Of course, letting the rubes establish their own measures terrify the arrogant and sub-par practitioners in Ivory Towers. The Leadership sees itself as though they are Regional Directors at Corporate, looking at worthless numbers and belting out irrelevant commands to the clerks who actually deliver the care. Such is the new revolution in healthcare – “May I take your order? Do you want fries with that?” I’m sure they will have the doctors coming into the waiting room as greeters, and maybe even out waving the signs “No wait now in clinic!” if their schedule has an unexpected no-show. Like they do at Jiffy-Lube.
And that’s the stark balance of the future – DPC vs. McMedicine. The winner won’t be the side with the most satisfied patients, but the most K-Street lobbyists on their payroll. Sigh.
Pat, so’s the “intermediate caregivers” on the team can swoop in and snatch the glory of doing the doctor’s job and wearing a white coat. Just because they call it “glorious” don’t mean it’s so.
We have Dr. PA’s and Dr. PharmD’s in our Client-Centered-Clubhouse, and they help guide and direct my treatment. I can’t get a non-formulary approved; but one of them gave a patient “the constipation shot” — I’m still looking through Harrison’s for THAT one. (Since the PharmD’s oversee the approval process, they auto-approve their own prescriptions.)
Much more glory awaits us. And just cause you call it a “honey-bucket” doesn’t mean there’s much honey in there….
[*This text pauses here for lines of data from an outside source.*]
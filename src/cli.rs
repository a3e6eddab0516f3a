//! CLI argument parsing for todobot

use clap::{Parser, Subcommand};
use std::path::PathBuf;

#[derive(Parser, Debug)]
#[command(name = "todobot")]
#[command(author, version, about = "Conversational to-do bot with scheduled backups", long_about = None)]
pub struct Cli {
    /// Path to config file
    #[arg(short, long)]
    pub config: Option<PathBuf>,

    /// Enable debug logging
    #[arg(short, long)]
    pub verbose: bool,

    #[command(subcommand)]
    pub command: Option<Command>,
}

#[derive(Subcommand, Debug)]
pub enum Command {
    /// Run the bot (default)
    Run,

    /// Take one backup now and exit
    Backup,

    /// Prune old backups and exit
    Cleanup {
        /// How many recent backups to retain
        #[arg(short, long)]
        keep: Option<usize>,
    },
}

#[cfg(test)]
mod tests {
    use super::*;

    #[test]
    fn test_no_subcommand_parses() {
        let cli = Cli::parse_from(["todobot"]);
        assert!(cli.command.is_none());
        assert!(!cli.verbose);
    }

    #[test]
    fn test_cleanup_keep_override() {
        let cli = Cli::parse_from(["todobot", "cleanup", "--keep", "3"]);
        match cli.command {
            Some(Command::Cleanup { keep }) => assert_eq!(keep, Some(3)),
            other => panic!("unexpected command: {:?}", other),
        }
    }
}
//! Inbound events and outbound replies
//!
//! The chat transport is an external collaborator; these types are the
//! boundary it delivers events through and receives renders from.

use crate::render::Keyboard;

/// Who sent an inbound event, as reported by the chat platform
#[derive(Debug, Clone, PartialEq, Eq)]
pub struct Sender {
    pub chat_id: i64,
    pub username: Option<String>,
    pub first_name: Option<String>,
    pub last_name: Option<String>,
}

impl Sender {
    pub fn new(chat_id: i64) -> Self {
        Self {
            chat_id,
            username: None,
            first_name: None,
            last_name: None,
        }
    }
}

/// Slash commands understood by the bot
#[derive(Debug, Clone, Copy, PartialEq, Eq)]
pub enum Command {
    Start,
    Help,
    Todo,
    Today,
    New,
    Cancel,
    Skip,
}

impl Command {
    /// Parse a `/command` line; unknown commands yield None
    pub fn parse(text: &str) -> Option<Self> {
        // Tolerate the platform's `/command@botname` addressing form
        let word = text.trim().split_whitespace().next()?;
        let name = word.strip_prefix('/')?.split('@').next()?;
        match name {
            "start" => Some(Self::Start),
            "help" => Some(Self::Help),
            "todo" => Some(Self::Todo),
            "today" => Some(Self::Today),
            "new" => Some(Self::New),
            "cancel" => Some(Self::Cancel),
            "skip" => Some(Self::Skip),
            _ => None,
        }
    }
}

/// Payload of a single inbound event
#[derive(Debug, Clone, PartialEq, Eq)]
pub enum Payload {
    /// A recognized slash command
    Command(Command),
    /// Free text, interpreted by the current conversation state
    Text(String),
    /// A button press carrying a flat action identifier
    Callback(String),
}

/// One inbound interaction event
#[derive(Debug, Clone, PartialEq, Eq)]
pub struct Incoming {
    pub sender: Sender,
    pub payload: Payload,
}

impl Incoming {
    pub fn command(sender: Sender, command: Command) -> Self {
        Self {
            sender,
            payload: Payload::Command(command),
        }
    }

    pub fn text(sender: Sender, text: impl Into<String>) -> Self {
        Self {
            sender,
            payload: Payload::Text(text.into()),
        }
    }

    pub fn callback(sender: Sender, data: impl Into<String>) -> Self {
        Self {
            sender,
            payload: Payload::Callback(data.into()),
        }
    }
}

/// A formatted text block paired with an optional set of selectable options
#[derive(Debug, Clone, PartialEq, Eq)]
pub struct Reply {
    pub text: String,
    pub keyboard: Option<Keyboard>,
}

impl Reply {
    pub fn text(text: impl Into<String>) -> Self {
        Self {
            text: text.into(),
            keyboard: None,
        }
    }

    pub fn with_keyboard(text: impl Into<String>, keyboard: Keyboard) -> Self {
        Self {
            text: text.into(),
            keyboard: Some(keyboard),
        }
    }
}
It’s striking that the countless hours the docs put into building these grotesque PCMHs is never counted as overhead – the assumption is that they do this work for free.
But, hey, they taught the MAs how to do worthless monofilament exams on diabetics!
R-dub,
Yes, we are heading backwards in time. You mentioned the worthless monofilament examinations – I do not dispute that. In Physical Examinations, we were taught to recognize quite a few obsolete findings that we’d never see outside of the Third World – e.g. Quincke’s Sign for AI. Those came from a day when diseases could not be interrupted from their natural courses – the physician could only chronicle the manifestations of the inexorable progression of disease. We do not see Quincke’s sign in America – an incompetent valve is replaced far before such findings manifest.
But in the New Medicine, with the handling of diseases handed off to the incompetents who cluster about the Client-Centered-Clubhouse, the principle has shifted back to observing and documenting the ravages of disease, not struggling to oppose it. Yes, we will have the diabetics with the monofilament map quickly racing back from the toes – the creatinine climbing – the neovascularized retinas failing. The New Doctors will diligently enter these findings in the EMR. That is what happened with most diseases, a few hundred years ago, recording their natural progression. Our recent medical arrogance of the last fifty or a hundred years or so – the principle of combatting disease – will be forgotten, and medicine will go back to the Dark Ages of diligently recording and notating the “natural process of disease.”
That was medicine of the Dark Ages; and is still the medicine of the darkest parts of the Third World. And it is coming to a Clinic-Centered-Clubhouse near you!
Under this Byzantine mess, where is the physician’s incentive to do all this extra garbage? What is the incentive to “cover overhead during the transition and to build a sustainable infrastructure”? It’s not like the doc will be able to later sell any of this practice he helped build, and there is no extra salary bonus along the way, so…why?